Norma Crane (born Norma Anna Bella Zuckerman; November 10, 1928 — September 28, 1973) was an American actress of stage, film, and television best known for her role as Golde in the 1971 film adaptation of Fiddler on the Roof, a role which earned her a nomination for a Photoplay Award. She also starred in They Call Me Mister Tibbs! and Penelope. Crane was born in New York City, but raised in El Paso, Texas.

==Biography==
Born to a Jewish family in New York City and raised in El Paso, Crane studied drama at Texas State College for Women in Denton, and was a member of Elia Kazan's Actors Studio. She made her debut on Broadway in Arthur Miller's play The Crucible.

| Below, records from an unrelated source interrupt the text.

//! N3 Patch execution: WHERE-bound DELETE/INSERT against one graph.

use crate::operators::bgp::execute_bgp;
use crate::operators::collect_solutions;
use crate::solution::{Solution, VarRegistry};
use crate::store::{PrimOp, Store};
use aion_common::cancel::CancelToken;
use aion_common::key::{EntryMeta, KeyComponents};
use aion_common::term::{is_variable, Atom, PatternTerm, TriplePattern, ATOM_MAX};
use aion_common::time::now_millis;
use aion_common::{AionError, Result};
use std::collections::HashSet;

/// One position of a patch triple, as delivered by the parser.
#[derive(Debug, Clone, PartialEq, Eq)]
pub enum PatchTerm {
    /// A ground RDF term in lexical form.
    Term(String),
    /// A variable (`?name`).
    Var(String),
}

impl PatchTerm {
    /// Classifies raw pattern text.
    pub fn from_text(text: &str) -> Self {
        if is_variable(text) {
            PatchTerm::Var(text.to_string())
        } else {
            PatchTerm::Term(text.to_string())
        }
    }

    fn is_var(&self) -> bool {
        matches!(self, PatchTerm::Var(_))
    }
}

impl From<&str> for PatchTerm {
    fn from(text: &str) -> Self {
        Self::from_text(text)
    }
}

/// A triple template inside a patch.
#[derive(Debug, Clone)]
pub struct PatchTriple {
    /// Subject position.
    pub subject: PatchTerm,
    /// Predicate position.
    pub predicate: PatchTerm,
    /// Object position.
    pub object: PatchTerm,
}

impl PatchTriple {
    /// Builds a template from raw pattern texts.
    pub fn new(subject: &str, predicate: &str, object: &str) -> Self {
        Self {
            subject: PatchTerm::from_text(subject),
            predicate: PatchTerm::from_text(predicate),
            object: PatchTerm::from_text(object),
        }
    }

    fn has_var(&self) -> bool {
        self.subject.is_var() || self.predicate.is_var() || self.object.is_var()
    }
}

/// A parsed patch: bind WHERE, apply DELETES then INSERTS atomically.
#[derive(Debug, Clone, Default)]
pub struct Patch {
    /// Patterns binding the patch's variables.
    pub where_patterns: Vec<PatchTriple>,
    /// Triple templates to delete per binding.
    pub deletes: Vec<PatchTriple>,
    /// Triple templates to insert per binding.
    pub inserts: Vec<PatchTriple>,
}

/// Counts reported by a committed patch.
#[derive(Debug, Clone, Copy, PartialEq, Eq)]
pub struct PatchOutcome {
    /// Ground triples whose deletion affected the store.
    pub deleted: usize,
    /// Ground triples whose insertion affected the store.
    pub inserted: usize,
}

impl Store {
    /// Executes a patch against a target graph.
    ///
    /// Readers are not blocked and see the pre-patch state until commit.
    /// Any failure while applying rolls the batch back completely and
    /// surfaces `PatchFailed`; on success the batch commits through the
    /// metadata fence and the counts are reported.
    pub fn patch(&self, patch: &Patch, graph: Option<&str>) -> Result<PatchOutcome> {
        let templates_have_vars = patch.deletes.iter().any(PatchTriple::has_var)
            || patch.inserts.iter().any(PatchTriple::has_var);
        if patch.where_patterns.is_empty() && templates_have_vars {
            return Err(AionError::MalformedPatch(
                "variables in DELETE/INSERT require a WHERE clause".to_string(),
            ));
        }

        let _span = tracing::info_span!("patch", graph = graph.unwrap_or("default")).entered();
        let _guard = self.lock_writer()?;
        let graph_atom = self.write_graph(graph)?;

        let (bindings, vars) = self.bind_where(patch, graph_atom)?;

        let mut undo: Vec<PrimOp> = Vec::new();
        let result = self.apply(patch, graph_atom, &bindings, &vars, &mut undo);

        match result {
            Ok(outcome) => {
                self.commit().map_err(|e| {
                    // Commit failure still means nothing is promised; the
                    // metadata fence never moved.
                    self.rollback(std::mem::take(&mut undo));
                    AionError::PatchFailed(e.to_string())
                })?;
                tracing::info!(
                    deleted = outcome.deleted,
                    inserted = outcome.inserted,
                    "patch committed"
                );
                Ok(outcome)
            }
            Err(err) => {
                self.rollback(undo);
                Err(AionError::PatchFailed(err.to_string()))
            }
        }
    }

    /// Evaluates WHERE against the target graph. An absent WHERE yields a
    /// single empty binding so ground templates apply once.
    fn bind_where(&self, patch: &Patch, graph: Atom) -> Result<(Vec<Solution>, PatchVars)> {
        if patch.where_patterns.is_empty() {
            return Ok((vec![Solution::new(0)], PatchVars::default()));
        }

        let mut vars = VarRegistry::new();
        let patterns: Vec<TriplePattern> = patch
            .where_patterns
            .iter()
            .map(|template| self.where_pattern(template, graph, &mut vars))
            .collect();

        // Register template-only variables too, so substitution can see
        // they stay unbound rather than out of range.
        for template in patch.deletes.iter().chain(patch.inserts.iter()) {
            for term in [&template.subject, &template.predicate, &template.object] {
                if let PatchTerm::Var(name) = term {
                    vars.var(name);
                }
            }
        }

        let width = vars.width();
        let mut iter = execute_bgp(
            self,
            &patterns,
            None,
            Solution::new(width),
            CancelToken::new(),
        )?;
        let bindings = collect_solutions(&mut iter)?;
        Ok((bindings, PatchVars::from(&vars)))
    }

    fn where_pattern(
        &self,
        template: &PatchTriple,
        graph: Atom,
        vars: &mut VarRegistry,
    ) -> TriplePattern {
        let position = |term: &PatchTerm, vars: &mut VarRegistry| match term {
            PatchTerm::Var(name) => PatternTerm::Var(vars.var(name)),
            PatchTerm::Term(text) => {
                PatternTerm::Bound(self.atom_of(text).unwrap_or(ATOM_MAX))
            }
        };
        let mut pattern = TriplePattern::new(
            position(&template.subject, vars),
            position(&template.predicate, vars),
            position(&template.object, vars),
        );
        if self.with_graph() {
            pattern.graph = Some(graph);
        }
        pattern
    }

    /// Applies DELETES then INSERTS for every binding, logging undo
    /// operations. Templates still containing unbound variables after
    /// substitution are skipped.
    fn apply(
        &self,
        patch: &Patch,
        graph: Atom,
        bindings: &[Solution],
        vars: &PatchVars,
        undo: &mut Vec<PrimOp>,
    ) -> Result<PatchOutcome> {
        let now = now_millis();
        let mut outcome = PatchOutcome {
            deleted: 0,
            inserted: 0,
        };

        // Deletes resolve terms read-only: deleting an unknown term is a
        // no-op, never an intern.
        let mut applied_deletes: HashSet<(Atom, Atom, Atom)> = HashSet::new();
        for binding in bindings {
            for template in &patch.deletes {
                let Some(ground) = self.ground_readonly(template, binding, vars) else {
                    continue;
                };
                if !applied_deletes.insert(ground) {
                    continue;
                }
                let (s, p, o) = ground;
                let affected = if self.options().temporal {
                    self.tombstone_current(graph, s, p, o, now, undo)? > 0
                } else {
                    let c = KeyComponents {
                        graph,
                        subject: s,
                        predicate: p,
                        object: o,
                        ..Default::default()
                    };
                    self.raw_remove(&c, undo)?
                };
                if affected {
                    outcome.deleted += 1;
                }
            }
        }

        let mut applied_inserts: HashSet<(Atom, Atom, Atom)> = HashSet::new();
        for binding in bindings {
            for template in &patch.inserts {
                let Some((s, p, o)) = self.ground_interning(template, binding, vars)? else {
                    continue;
                };
                if !applied_inserts.insert((s, p, o)) {
                    continue;
                }
                let affected = if self.options().temporal {
                    self.insert_current_atoms(graph, s, p, o, now, undo)?
                } else {
                    let c = KeyComponents {
                        graph,
                        subject: s,
                        predicate: p,
                        object: o,
                        ..Default::default()
                    };
                    self.raw_insert(&c, &EntryMeta::default(), undo)?
                };
                if affected {
                    outcome.inserted += 1;
                }
            }
        }

        Ok(outcome)
    }

    /// Grounds a template without interning. None when a position stays
    /// unbound or names an unknown term.
    fn ground_readonly(
        &self,
        template: &PatchTriple,
        binding: &Solution,
        vars: &PatchVars,
    ) -> Option<(Atom, Atom, Atom)> {
        let resolve = |term: &PatchTerm| match term {
            PatchTerm::Var(name) => vars.lookup(name).and_then(|v| binding.get(v)),
            PatchTerm::Term(text) => self.atom_of(text),
        };
        Some((
            resolve(&template.subject)?,
            resolve(&template.predicate)?,
            resolve(&template.object)?,
        ))
    }

    /// Grounds a template, interning fresh terms. Ok(None) when a
    /// position stays unbound; Err when interning fails (rolling the
    /// patch back).
    fn ground_interning(
        &self,
        template: &PatchTriple,
        binding: &Solution,
        vars: &PatchVars,
    ) -> Result<Option<(Atom, Atom, Atom)>> {
        let resolve = |term: &PatchTerm| -> Result<Option<Atom>> {
            match term {
                PatchTerm::Var(name) => Ok(vars.lookup(name).and_then(|v| binding.get(v))),
                PatchTerm::Term(text) => self.intern_term(text).map(Some),
            }
        };
        let Some(s) = resolve(&template.subject)? else {
            return Ok(None);
        };
        let Some(p) = resolve(&template.predicate)? else {
            return Ok(None);
        };
        let Some(o) = resolve(&template.object)? else {
            return Ok(None);
        };
        Ok(Some((s, p, o)))
    }
}

/// Variable-name resolution carried from WHERE binding to template
/// substitution.
#[derive(Debug, Clone, Default)]
pub(crate) struct PatchVars {
    by_name: std::collections::HashMap<String, aion_common::term::VarId>,
}

impl PatchVars {
    fn lookup(&self, name: &str) -> Option<aion_common::term::VarId> {
        let name = name.strip_prefix('?').unwrap_or(name);
        self.by_name.get(name).copied()
    }
}

impl From<&VarRegistry> for PatchVars {
    fn from(registry: &VarRegistry) -> Self {
        let mut by_name = std::collections::HashMap::new();
        for id in 0..registry.width() {
            if let Some(name) = registry.name(id) {
                by_name.insert(name.to_string(), id);
            }
        }
        Self { by_name }
    }
}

Throughout the 1950s, she appeared on a variety of live television dramas, first gaining recognition in a televised adaptation of George Orwell's 1984. She played Ellie Martin in Vincente Minnelli's film version of Tea and Sympathy. She appeared in the 1956 Alfred Hitchcock Presents episode "There Was an Old Woman" the 1958 episode "The Equalizer" and the 1959 episode “Appointment at Eleven”. Also in 1959, she portrayed “Tilda” on the TV Western Gunsmoke.

She guest-starred four times on the CBS western television series Have Gun – Will Travel with Richard Boone. She appeared on an episode of ABC's The Untouchables as Lily Dallas, a ruthless gang leader, and she appeared in two other episodes.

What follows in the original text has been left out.